There’s already a new class of synthetic opioids, he said, called nitazenes, which is considered 40 times more potent than fentanyl.
Federally Legalized; State Regulated
According to Dr. Singer, prohibited drugs should be federally legalized like alcohol, with it left up to the states to decide if they want to criminalize them. If drugs are legalized, age, public use, and driving while under the influence restrictions could be imposed.“Essentially, we should follow the model we used when we ended alcohol prohibition,” he said. “When I buy an alcohol product in the liquor store, I never worry that it might be tainted with some other drug, like fentanyl, or that it might be of greater percentage alcohol than it states on the label.”
He added that government obstacles should be removed from groups seeking to provide harm-reduction strategies to drug users.
‘Transnational Organizations’
Dr. Singer added that he prefers to no longer call those trafficking drugs “cartels.”Instead, he refers to them as “transnational organizations.”

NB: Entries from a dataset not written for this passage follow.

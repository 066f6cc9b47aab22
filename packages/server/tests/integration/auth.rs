use serde_json::json;

use crate::common::{ADMIN_PASSWORD, ADMIN_USERNAME, DEFAULT_PASSWORD, TestApp, routes};

mod login {
    use super::*;

    #[tokio::test]
    async fn bootstrap_admin_can_log_in() {
        let app = TestApp::spawn().await;

        let res = app
            .post_without_token(
                routes::LOGIN,
                &json!({ "username": ADMIN_USERNAME, "password": ADMIN_PASSWORD }),
            )
            .await;

        assert_eq!(res.status, 200, "{}", res.text);
        assert!(res.body["token"].is_string());
        assert_eq!(res.body["role"], "admin");
        assert_eq!(res.body["username"], ADMIN_USERNAME);
    }

    #[tokio::test]
    async fn wrong_password_is_rejected() {
        let app = TestApp::spawn().await;

        let res = app
            .post_without_token(
                routes::LOGIN,
                &json!({ "username": ADMIN_USERNAME, "password": "not-the-password" }),
            )
            .await;

        assert_eq!(res.status, 401);
        assert_eq!(res.body["code"], "INVALID_CREDENTIALS");
    }

    #[tokio::test]
    async fn unknown_username_is_rejected() {
        let app = TestApp::spawn().await;

        let res = app
            .post_without_token(
                routes::LOGIN,
                &json!({ "username": "nobody", "password": "whatever1" }),
            )
            .await;

        assert_eq!(res.status, 401);
        assert_eq!(res.body["code"], "INVALID_CREDENTIALS");
    }

    #[tokio::test]
    async fn login_resolves_the_principal_table_role() {
        let app = TestApp::spawn().await;
        let admin = app.admin_token().await;

        app.create_teacher(&admin, "t_hargreaves").await;

        let res = app
            .post_without_token(
                routes::LOGIN,
                &json!({ "username": "t_hargreaves", "password": DEFAULT_PASSWORD }),
            )
            .await;

        assert_eq!(res.status, 200, "{}", res.text);
        assert_eq!(res.body["role"], "teacher");
    }
}

mod me {
    use super::*;

    #[tokio::test]
    async fn me_reports_the_token_identity() {
        let app = TestApp::spawn().await;
        let token = app.admin_token().await;

        let res = app.get_with_token(routes::ME, &token).await;

        assert_eq!(res.status, 200);
        assert_eq!(res.body["role"], "admin");
        assert_eq!(res.body["username"], ADMIN_USERNAME);
    }

    #[tokio::test]
    async fn missing_token_resolves_to_role_none_not_an_error() {
        let app = TestApp::spawn().await;

        let res = app.get_without_token(routes::ME).await;

        assert_eq!(res.status, 200);
        assert_eq!(res.body["role"], "none");
        assert!(res.body["id"].is_null());
    }

    #[tokio::test]
    async fn garbage_token_resolves_to_role_none_not_an_error() {
        let app = TestApp::spawn().await;

        let res = app.get_with_token(routes::ME, "not.a.jwt").await;

        assert_eq!(res.status, 200);
        assert_eq!(res.body["role"], "none");
    }

    #[tokio::test]
    async fn anonymous_viewer_gets_empty_lists_and_no_writes() {
        let app = TestApp::spawn().await;
        let admin = app.admin_token().await;
        let teacher_id = app.create_teacher(&admin, "t_visible").await;
        app.teaching_graph(&admin, teacher_id, "1A", "History")
            .await;

        let list = app.get_without_token(routes::TEACHERS).await;
        assert_eq!(list.status, 200);
        assert_eq!(list.body["pagination"]["total"], 0);
        assert_eq!(list.body["data"].as_array().unwrap().len(), 0);

        let write = app
            .post_without_token(routes::CLASSES, &json!({ "name": "9Z", "capacity": 10, "grade_id": 1 }))
            .await;
        assert_eq!(write.status, 403);
        assert_eq!(write.body["code"], "PERMISSION_DENIED");
    }
}
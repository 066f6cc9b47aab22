use sea_orm::entity::prelude::*;
use serde::{Deserialize, Serialize};

#[sea_orm::model]
#[derive(Clone, Debug, PartialEq, Eq, DeriveEntityModel, Serialize, Deserialize)]
#[sea_orm(table_name = "parent")]
pub struct Model {
    #[sea_orm(primary_key)]
    pub id: i32,

    #[sea_orm(unique)]
    pub username: String,
    pub password_hash: String,

    pub name: String,
    pub surname: String,
    pub email: Option<String>,
    pub phone: String,
    pub address: String,

    #[sea_orm(has_many)]
    pub students: HasMany<super::student::Entity>,

    pub created_at: DateTimeUtc,
}

impl ActiveModelBehavior for ActiveModel {}
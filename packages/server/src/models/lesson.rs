use chrono::{DateTime, Utc};
use sea_orm::FromQueryResult;
use serde::{Deserialize, Serialize};

use crate::error::AppError;

pub use super::shared::Pagination;
use super::shared::{validate_required, validate_time_window};

#[derive(Deserialize, utoipa::ToSchema)]
pub struct CreateLessonRequest {
    pub name: String,
    pub start_time: DateTime<Utc>,
    pub end_time: DateTime<Utc>,
    pub subject_id: i32,
    pub class_id: i32,
    pub teacher_id: i32,
}

#[derive(Deserialize, Default, PartialEq, utoipa::ToSchema)]
pub struct UpdateLessonRequest {
    pub name: Option<String>,
    pub start_time: Option<DateTime<Utc>>,
    pub end_time: Option<DateTime<Utc>>,
    pub subject_id: Option<i32>,
    pub class_id: Option<i32>,
    pub teacher_id: Option<i32>,
}

#[derive(Serialize, utoipa::ToSchema)]
pub struct LessonResponse {
    pub id: i32,
    pub name: String,
    pub start_time: DateTime<Utc>,
    pub end_time: DateTime<Utc>,
    pub subject_id: i32,
    pub class_id: i32,
    pub teacher_id: i32,
}

impl From<crate::entity::lesson::Model> for LessonResponse {
    fn from(m: crate::entity::lesson::Model) -> Self {
        Self {
            id: m.id,
            name: m.name,
            start_time: m.start_time,
            end_time: m.end_time,
            subject_id: m.subject_id,
            class_id: m.class_id,
            teacher_id: m.teacher_id,
        }
    }
}

#[derive(Serialize, FromQueryResult, utoipa::ToSchema)]
pub struct LessonListItem {
    pub id: i32,
    pub name: String,
    pub start_time: DateTime<Utc>,
    pub end_time: DateTime<Utc>,
    pub subject_name: String,
    pub class_name: String,
    pub teacher_name: String,
    pub teacher_surname: String,
}

#[derive(Serialize, utoipa::ToSchema)]
pub struct LessonListResponse {
    pub data: Vec<LessonListItem>,
    pub pagination: Pagination,
}

#[derive(Deserialize, utoipa::IntoParams)]
pub struct LessonListQuery {
    /// 1-based page number.
    pub page: Option<u64>,
    /// Restrict to lessons taught by this teacher.
    pub teacher_id: Option<i32>,
    /// Restrict to lessons held in this class.
    pub class_id: Option<i32>,
    /// Case-insensitive substring match on the lesson or subject name.
    pub search: Option<String>,
}

pub fn validate_create_lesson(req: &CreateLessonRequest) -> Result<(), AppError> {
    validate_required("lesson name", &req.name)?;
    validate_time_window(req.start_time, req.end_time, "start time", "end time")?;
    Ok(())
}

pub fn validate_update_lesson(req: &UpdateLessonRequest) -> Result<(), AppError> {
    if let Some(ref name) = req.name {
        validate_required("lesson name", name)?;
    }
    // Cross-field time validation against stored values happens in the handler.
    if let (Some(start), Some(end)) = (req.start_time, req.end_time) {
        validate_time_window(start, end, "start time", "end time")?;
    }
    Ok(())
}
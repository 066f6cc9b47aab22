use axum::Json;
use axum::extract::{Path, Query, State};
use axum::http::StatusCode;
use axum::response::IntoResponse;
use common::{EntityKind, Role};
use sea_orm::*;
use tracing::instrument;

use crate::entity::{attendance, class, grade, result, student};
use crate::error::{AppError, ErrorBody};
use crate::extractors::auth::Viewer;
use crate::extractors::json::AppJson;
use crate::models::shared::{PAGE_SIZE, Pagination, ci_contains};
use crate::models::student::*;
use crate::state::AppState;
use crate::utils::{hash, scope};

/// Role-scope predicate ANDed into every student read.
fn scope_condition(viewer: &Viewer) -> Condition {
    match viewer.role {
        Role::Admin => Condition::all(),
        Role::Teacher => Condition::all().add(
            student::Column::ClassId.in_subquery(scope::class_ids_for_teacher(viewer.user_id)),
        ),
        Role::Student => Condition::all().add(student::Column::Id.eq(viewer.user_id)),
        Role::Parent => Condition::all().add(student::Column::ParentId.eq(viewer.user_id)),
        Role::None => scope::nothing(),
    }
}

#[utoipa::path(
    post,
    path = "/",
    tag = "Students",
    operation_id = "createStudent",
    summary = "Create a student account",
    request_body = CreateStudentRequest,
    responses(
        (status = 201, description = "Student created", body = StudentResponse),
        (status = 400, description = "Validation error (VALIDATION_ERROR)", body = ErrorBody),
        (status = 403, description = "Forbidden (PERMISSION_DENIED)", body = ErrorBody),
        (status = 409, description = "Username taken or referenced row missing (CONFLICT)", body = ErrorBody),
    ),
    security(("jwt" = [])),
)]
#[instrument(skip(state, viewer, payload), fields(username = %payload.username))]
pub async fn create_student(
    viewer: Viewer,
    State(state): State<AppState>,
    AppJson(payload): AppJson<CreateStudentRequest>,
) -> Result<impl IntoResponse, AppError> {
    viewer.require_create(EntityKind::Student)?;
    validate_create_student(&payload)?;

    let password_hash = hash::hash_password(&payload.password)
        .map_err(|e| AppError::Internal(format!("Password hash error: {}", e)))?;

    let new_student = student::ActiveModel {
        username: Set(payload.username.trim().to_string()),
        password_hash: Set(password_hash),
        name: Set(payload.name.trim().to_string()),
        surname: Set(payload.surname.trim().to_string()),
        email: Set(payload.email),
        phone: Set(payload.phone),
        address: Set(payload.address),
        img: Set(payload.img),
        blood_type: Set(payload.blood_type),
        sex: Set(payload.sex),
        birthday: Set(payload.birthday),
        grade_id: Set(payload.grade_id),
        class_id: Set(payload.class_id),
        parent_id: Set(payload.parent_id),
        created_at: Set(chrono::Utc::now()),
        ..Default::default()
    };

    let model = new_student
        .insert(&state.db)
        .await
        .map_err(AppError::from_write_err)?;

    Ok((StatusCode::CREATED, Json(StudentResponse::from(model))))
}

#[utoipa::path(
    get,
    path = "/",
    tag = "Students",
    operation_id = "listStudents",
    summary = "List students",
    description = "One page of students with their grade level and class name, restricted to the viewer's scope. Supports `class_id`, `teacher_id` (students in classes that teacher teaches) and `search`.",
    params(StudentListQuery),
    responses(
        (status = 200, description = "List of students", body = StudentListResponse),
    ),
    security(("jwt" = [])),
)]
#[instrument(skip(state, viewer, query))]
pub async fn list_students(
    viewer: Viewer,
    State(state): State<AppState>,
    Query(query): Query<StudentListQuery>,
) -> Result<Json<StudentListResponse>, AppError> {
    let page = Ord::max(query.page.unwrap_or(1), 1);

    let mut select = student::Entity::find()
        .join(JoinType::InnerJoin, student::Relation::Grade.def())
        .join(JoinType::InnerJoin, student::Relation::Class.def())
        .filter(scope_condition(&viewer));

    if let Some(class_id) = query.class_id {
        select = select.filter(student::Column::ClassId.eq(class_id));
    }
    if let Some(grade_id) = query.grade_id {
        select = select.filter(student::Column::GradeId.eq(grade_id));
    }
    if let Some(teacher_id) = query.teacher_id {
        select = select
            .filter(student::Column::ClassId.in_subquery(scope::class_ids_for_teacher(teacher_id)));
    }
    if let Some(ref search) = query.search {
        let term = search.trim();
        if !term.is_empty() {
            select = select.filter(
                Condition::any()
                    .add(ci_contains(
                        (student::Entity, student::Column::Name),
                        term,
                    ))
                    .add(ci_contains(
                        (student::Entity, student::Column::Surname),
                        term,
                    ))
                    .add(ci_contains(
                        (student::Entity, student::Column::Username),
                        term,
                    )),
            );
        }
    }

    let txn = state.db.begin().await?;
    let total = select.clone().count(&txn).await?;
    let data = select
        .order_by_asc(student::Column::Id)
        .select_only()
        .column(student::Column::Id)
        .column(student::Column::Username)
        .column(student::Column::Name)
        .column(student::Column::Surname)
        .column(student::Column::Img)
        .column(student::Column::Address)
        .column_as(grade::Column::Level, "grade_level")
        .column(student::Column::ClassId)
        .column_as(class::Column::Name, "class_name")
        .offset(Some((page - 1) * PAGE_SIZE))
        .limit(Some(PAGE_SIZE))
        .into_model::<StudentListItem>()
        .all(&txn)
        .await?;
    txn.commit().await?;

    Ok(Json(StudentListResponse {
        data,
        pagination: Pagination::new(page, total),
    }))
}

#[utoipa::path(
    get,
    path = "/{id}",
    tag = "Students",
    operation_id = "getStudent",
    summary = "Get a student by ID",
    params(("id" = i32, Path, description = "Student ID")),
    responses(
        (status = 200, description = "Student details", body = StudentResponse),
        (status = 404, description = "Student not found or out of scope (NOT_FOUND)", body = ErrorBody),
    ),
    security(("jwt" = [])),
)]
#[instrument(skip(state, viewer), fields(id))]
pub async fn get_student(
    viewer: Viewer,
    State(state): State<AppState>,
    Path(id): Path<i32>,
) -> Result<Json<StudentResponse>, AppError> {
    let model = student::Entity::find_by_id(id)
        .filter(scope_condition(&viewer))
        .one(&state.db)
        .await?
        .ok_or_else(|| AppError::NotFound("Student not found".into()))?;
    Ok(Json(model.into()))
}

#[utoipa::path(
    patch,
    path = "/{id}",
    tag = "Students",
    operation_id = "updateStudent",
    summary = "Update a student",
    description = "PATCH semantics: only provided fields change. An empty or absent password leaves the stored password untouched.",
    params(("id" = i32, Path, description = "Student ID")),
    request_body = UpdateStudentRequest,
    responses(
        (status = 200, description = "Student updated", body = StudentResponse),
        (status = 400, description = "Validation error (VALIDATION_ERROR)", body = ErrorBody),
        (status = 403, description = "Forbidden (PERMISSION_DENIED)", body = ErrorBody),
        (status = 404, description = "Student not found (NOT_FOUND)", body = ErrorBody),
        (status = 409, description = "Username taken or referenced row missing (CONFLICT)", body = ErrorBody),
    ),
    security(("jwt" = [])),
)]
#[instrument(skip(state, viewer, payload), fields(id))]
pub async fn update_student(
    viewer: Viewer,
    State(state): State<AppState>,
    Path(id): Path<i32>,
    AppJson(payload): AppJson<UpdateStudentRequest>,
) -> Result<Json<StudentResponse>, AppError> {
    viewer.require_update(EntityKind::Student)?;
    validate_update_student(&payload)?;

    if payload == UpdateStudentRequest::default() {
        let existing = find_student(&state.db, id).await?;
        return Ok(Json(existing.into()));
    }

    let txn = state.db.begin().await?;
    let existing = find_student_for_update(&txn, id).await?;
    let mut active: student::ActiveModel = existing.into();

    if let Some(ref username) = payload.username {
        active.username = Set(username.trim().to_string());
    }
    if let Some(ref password) = payload.password
        && !password.is_empty()
    {
        let password_hash = hash::hash_password(password)
            .map_err(|e| AppError::Internal(format!("Password hash error: {}", e)))?;
        active.password_hash = Set(password_hash);
    }
    if let Some(ref name) = payload.name {
        active.name = Set(name.trim().to_string());
    }
    if let Some(ref surname) = payload.surname {
        active.surname = Set(surname.trim().to_string());
    }
    if let Some(email) = payload.email {
        active.email = Set(Some(email));
    }
    if let Some(phone) = payload.phone {
        active.phone = Set(Some(phone));
    }
    if let Some(address) = payload.address {
        active.address = Set(address);
    }
    if let Some(img) = payload.img {
        active.img = Set(Some(img));
    }
    if let Some(blood_type) = payload.blood_type {
        active.blood_type = Set(blood_type);
    }
    if let Some(sex) = payload.sex {
        active.sex = Set(sex);
    }
    if let Some(birthday) = payload.birthday {
        active.birthday = Set(birthday);
    }
    if let Some(grade_id) = payload.grade_id {
        active.grade_id = Set(grade_id);
    }
    if let Some(class_id) = payload.class_id {
        active.class_id = Set(class_id);
    }
    if let Some(parent_id) = payload.parent_id {
        active.parent_id = Set(parent_id);
    }

    let model = active.update(&txn).await.map_err(AppError::from_write_err)?;
    txn.commit().await?;

    Ok(Json(model.into()))
}

#[utoipa::path(
    delete,
    path = "/{id}",
    tag = "Students",
    operation_id = "deleteStudent",
    summary = "Delete a student",
    description = "Fails with 409 while the student still has results or attendance records.",
    params(("id" = i32, Path, description = "Student ID")),
    responses(
        (status = 204, description = "Student deleted"),
        (status = 403, description = "Forbidden (PERMISSION_DENIED)", body = ErrorBody),
        (status = 404, description = "Student not found (NOT_FOUND)", body = ErrorBody),
        (status = 409, description = "Student still referenced (CONFLICT)", body = ErrorBody),
    ),
    security(("jwt" = [])),
)]
#[instrument(skip(state, viewer), fields(id))]
pub async fn delete_student(
    viewer: Viewer,
    State(state): State<AppState>,
    Path(id): Path<i32>,
) -> Result<impl IntoResponse, AppError> {
    viewer.require_delete(EntityKind::Student)?;

    let txn = state.db.begin().await?;
    find_student_for_update(&txn, id).await?;

    let result_count = result::Entity::find()
        .filter(result::Column::StudentId.eq(id))
        .count(&txn)
        .await?;
    if result_count > 0 {
        return Err(AppError::Conflict(
            "Cannot delete a student with recorded results".into(),
        ));
    }

    let attendance_count = attendance::Entity::find()
        .filter(attendance::Column::StudentId.eq(id))
        .count(&txn)
        .await?;
    if attendance_count > 0 {
        return Err(AppError::Conflict(
            "Cannot delete a student with attendance records".into(),
        ));
    }

    student::Entity::delete_by_id(id)
        .exec(&txn)
        .await
        .map_err(AppError::from_write_err)?;
    txn.commit().await?;

    Ok(StatusCode::NO_CONTENT)
}

async fn find_student<C: ConnectionTrait>(db: &C, id: i32) -> Result<student::Model, AppError> {
    student::Entity::find_by_id(id)
        .one(db)
        .await?
        .ok_or_else(|| AppError::NotFound("Student not found".into()))
}

async fn find_student_for_update(
    txn: &DatabaseTransaction,
    id: i32,
) -> Result<student::Model, AppError> {
    use sea_orm::sea_query::LockType;
    student::Entity::find_by_id(id)
        .lock(LockType::Update)
        .one(txn)
        .await?
        .ok_or_else(|| AppError::NotFound("Student not found".into()))
}
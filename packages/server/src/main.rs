use tracing::{Level, info};

use server::config::AppConfig;
use server::state::AppState;
use server::{database, seed};

#[tokio::main]
async fn main() -> anyhow::Result<()> {
    tracing_subscriber::fmt().with_max_level(Level::INFO).init();

    let config = AppConfig::load()?;

    let db = database::init_db(&config.database.url).await?;
    seed::seed_initial_data(&db, &config)
        .await
        .map_err(|e| anyhow::anyhow!("Seeding failed: {e:?}"))?;

    let addr = format!("{}:{}", config.server.host, config.server.port);
    let state = AppState {
        db,
        config: config.clone(),
    };
    let app = server::build_router(state);

    let listener = tokio::net::TcpListener::bind(&addr).await?;
    info!("Registrar listening on http://{}", addr);

    axum::serve(listener, app).await?;

    Ok(())
}
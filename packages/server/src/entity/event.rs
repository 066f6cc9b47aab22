use sea_orm::entity::prelude::*;
use serde::{Deserialize, Serialize};

/// A calendar event, either school-wide (`class_id` null) or for one class.
#[sea_orm::model]
#[derive(Clone, Debug, PartialEq, Eq, DeriveEntityModel, Serialize, Deserialize)]
#[sea_orm(table_name = "event")]
pub struct Model {
    #[sea_orm(primary_key)]
    pub id: i32,

    pub title: String,
    pub description: String,
    pub start_time: DateTimeUtc,
    pub end_time: DateTimeUtc,

    pub class_id: Option<i32>,
    #[sea_orm(belongs_to, from = "class_id", to = "id")]
    pub class: BelongsTo<Option<super::class::Entity>>,
}

impl ActiveModelBehavior for ActiveModel {}
use sea_orm::FromQueryResult;
use serde::{Deserialize, Serialize};

use crate::error::AppError;

pub use super::shared::Pagination;
use super::shared::{double_option, validate_required};

#[derive(Deserialize, utoipa::ToSchema)]
pub struct CreateClassRequest {
    pub name: String,
    pub capacity: i32,
    pub grade_id: i32,
    #[serde(default)]
    pub supervisor_id: Option<i32>,
}

#[derive(Deserialize, Default, PartialEq, utoipa::ToSchema)]
pub struct UpdateClassRequest {
    pub name: Option<String>,
    pub capacity: Option<i32>,
    pub grade_id: Option<i32>,
    /// Omit to leave unchanged, null to clear, value to set.
    #[serde(default, deserialize_with = "double_option")]
    pub supervisor_id: Option<Option<i32>>,
}

#[derive(Serialize, utoipa::ToSchema)]
pub struct ClassResponse {
    pub id: i32,
    pub name: String,
    pub capacity: i32,
    pub grade_id: i32,
    pub supervisor_id: Option<i32>,
}

impl From<crate::entity::class::Model> for ClassResponse {
    fn from(m: crate::entity::class::Model) -> Self {
        Self {
            id: m.id,
            name: m.name,
            capacity: m.capacity,
            grade_id: m.grade_id,
            supervisor_id: m.supervisor_id,
        }
    }
}

#[derive(Serialize, FromQueryResult, utoipa::ToSchema)]
pub struct ClassListItem {
    pub id: i32,
    pub name: String,
    pub capacity: i32,
    pub grade_level: i32,
    pub supervisor_name: Option<String>,
    pub supervisor_surname: Option<String>,
}

#[derive(Serialize, utoipa::ToSchema)]
pub struct ClassListResponse {
    pub data: Vec<ClassListItem>,
    pub pagination: Pagination,
}

#[derive(Deserialize, utoipa::IntoParams)]
pub struct ClassListQuery {
    /// 1-based page number.
    pub page: Option<u64>,
    /// Restrict to classes supervised by this teacher.
    pub supervisor_id: Option<i32>,
    /// Case-insensitive substring match on the class name.
    pub search: Option<String>,
}

pub fn validate_create_class(req: &CreateClassRequest) -> Result<(), AppError> {
    validate_required("class name", &req.name)?;
    if req.capacity < 1 {
        return Err(AppError::Validation("capacity must be at least 1".into()));
    }
    Ok(())
}

pub fn validate_update_class(req: &UpdateClassRequest) -> Result<(), AppError> {
    if let Some(ref name) = req.name {
        validate_required("class name", name)?;
    }
    if let Some(capacity) = req.capacity
        && capacity < 1
    {
        return Err(AppError::Validation("capacity must be at least 1".into()));
    }
    Ok(())
}
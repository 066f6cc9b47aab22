use chrono::{DateTime, NaiveDate, Utc};
use sea_orm::FromQueryResult;
use serde::{Deserialize, Serialize};

use crate::entity::Sex;
use crate::error::AppError;

pub use super::shared::Pagination;
use super::shared::{
    validate_email, validate_id_set, validate_new_password, validate_password_change,
    validate_required, validate_username,
};

#[derive(Deserialize, utoipa::ToSchema)]
pub struct CreateTeacherRequest {
    pub username: String,
    pub password: String,
    pub name: String,
    pub surname: String,
    #[serde(default)]
    pub email: Option<String>,
    #[serde(default)]
    pub phone: Option<String>,
    pub address: String,
    #[serde(default)]
    pub img: Option<String>,
    pub blood_type: String,
    pub sex: Sex,
    pub birthday: NaiveDate,
    /// Subjects this teacher is assigned to.
    #[serde(default)]
    pub subject_ids: Vec<i32>,
}

#[derive(Deserialize, Default, PartialEq, utoipa::ToSchema)]
pub struct UpdateTeacherRequest {
    pub username: Option<String>,
    /// Empty string means "leave unchanged".
    pub password: Option<String>,
    pub name: Option<String>,
    pub surname: Option<String>,
    pub email: Option<String>,
    pub phone: Option<String>,
    pub address: Option<String>,
    pub img: Option<String>,
    pub blood_type: Option<String>,
    pub sex: Option<Sex>,
    pub birthday: Option<NaiveDate>,
    /// Replaces the full subject assignment when present.
    pub subject_ids: Option<Vec<i32>>,
}

#[derive(Serialize, utoipa::ToSchema)]
pub struct TeacherResponse {
    pub id: i32,
    pub username: String,
    pub name: String,
    pub surname: String,
    pub email: Option<String>,
    pub phone: Option<String>,
    pub address: String,
    pub img: Option<String>,
    pub blood_type: String,
    pub sex: Sex,
    pub birthday: NaiveDate,
    pub subject_ids: Vec<i32>,
    pub created_at: DateTime<Utc>,
}

impl TeacherResponse {
    pub fn from_model(m: crate::entity::teacher::Model, subject_ids: Vec<i32>) -> Self {
        Self {
            id: m.id,
            username: m.username,
            name: m.name,
            surname: m.surname,
            email: m.email,
            phone: m.phone,
            address: m.address,
            img: m.img,
            blood_type: m.blood_type,
            sex: m.sex,
            birthday: m.birthday,
            subject_ids,
            created_at: m.created_at,
        }
    }
}

#[derive(Serialize, FromQueryResult, utoipa::ToSchema)]
pub struct TeacherListItem {
    pub id: i32,
    pub username: String,
    pub name: String,
    pub surname: String,
    pub email: Option<String>,
    pub phone: Option<String>,
    pub address: String,
    pub img: Option<String>,
}

#[derive(Serialize, utoipa::ToSchema)]
pub struct TeacherListResponse {
    pub data: Vec<TeacherListItem>,
    pub pagination: Pagination,
}

#[derive(Deserialize, utoipa::IntoParams)]
pub struct TeacherListQuery {
    /// 1-based page number.
    pub page: Option<u64>,
    /// Restrict to teachers with a lesson in this class.
    pub class_id: Option<i32>,
    /// Case-insensitive substring match on name, surname or username.
    pub search: Option<String>,
}

pub fn validate_create_teacher(req: &CreateTeacherRequest) -> Result<(), AppError> {
    validate_username(&req.username)?;
    validate_new_password(&req.password)?;
    validate_required("name", &req.name)?;
    validate_required("surname", &req.surname)?;
    validate_email(&req.email)?;
    validate_required("blood type", &req.blood_type)?;
    validate_id_set(&req.subject_ids, "subject")?;
    Ok(())
}

pub fn validate_update_teacher(req: &UpdateTeacherRequest) -> Result<(), AppError> {
    if let Some(ref username) = req.username {
        validate_username(username)?;
    }
    validate_password_change(&req.password)?;
    if let Some(ref name) = req.name {
        validate_required("name", name)?;
    }
    if let Some(ref surname) = req.surname {
        validate_required("surname", surname)?;
    }
    validate_email(&req.email)?;
    if let Some(ref blood_type) = req.blood_type {
        validate_required("blood type", blood_type)?;
    }
    if let Some(ref subject_ids) = req.subject_ids {
        validate_id_set(subject_ids, "subject")?;
    }
    Ok(())
}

“Our drug war has made them so powerful and so wealthy that though some of their leaders may be headquartered in some places like Mexico, these cartels have begun partnering with cartels in other countries,” Dr. Singer said.
Plan Columbia, the 1999 U.S. foreign aid initiative to combat Colombian drug cartels in Columbia, only moved the cocaine trade to Central America and Mexico, he said.
“In fact, cocaine has never been more abundant and cheap than it is now, so all they’ve done is move it from one place to the other, and it’s not stopping,” he said.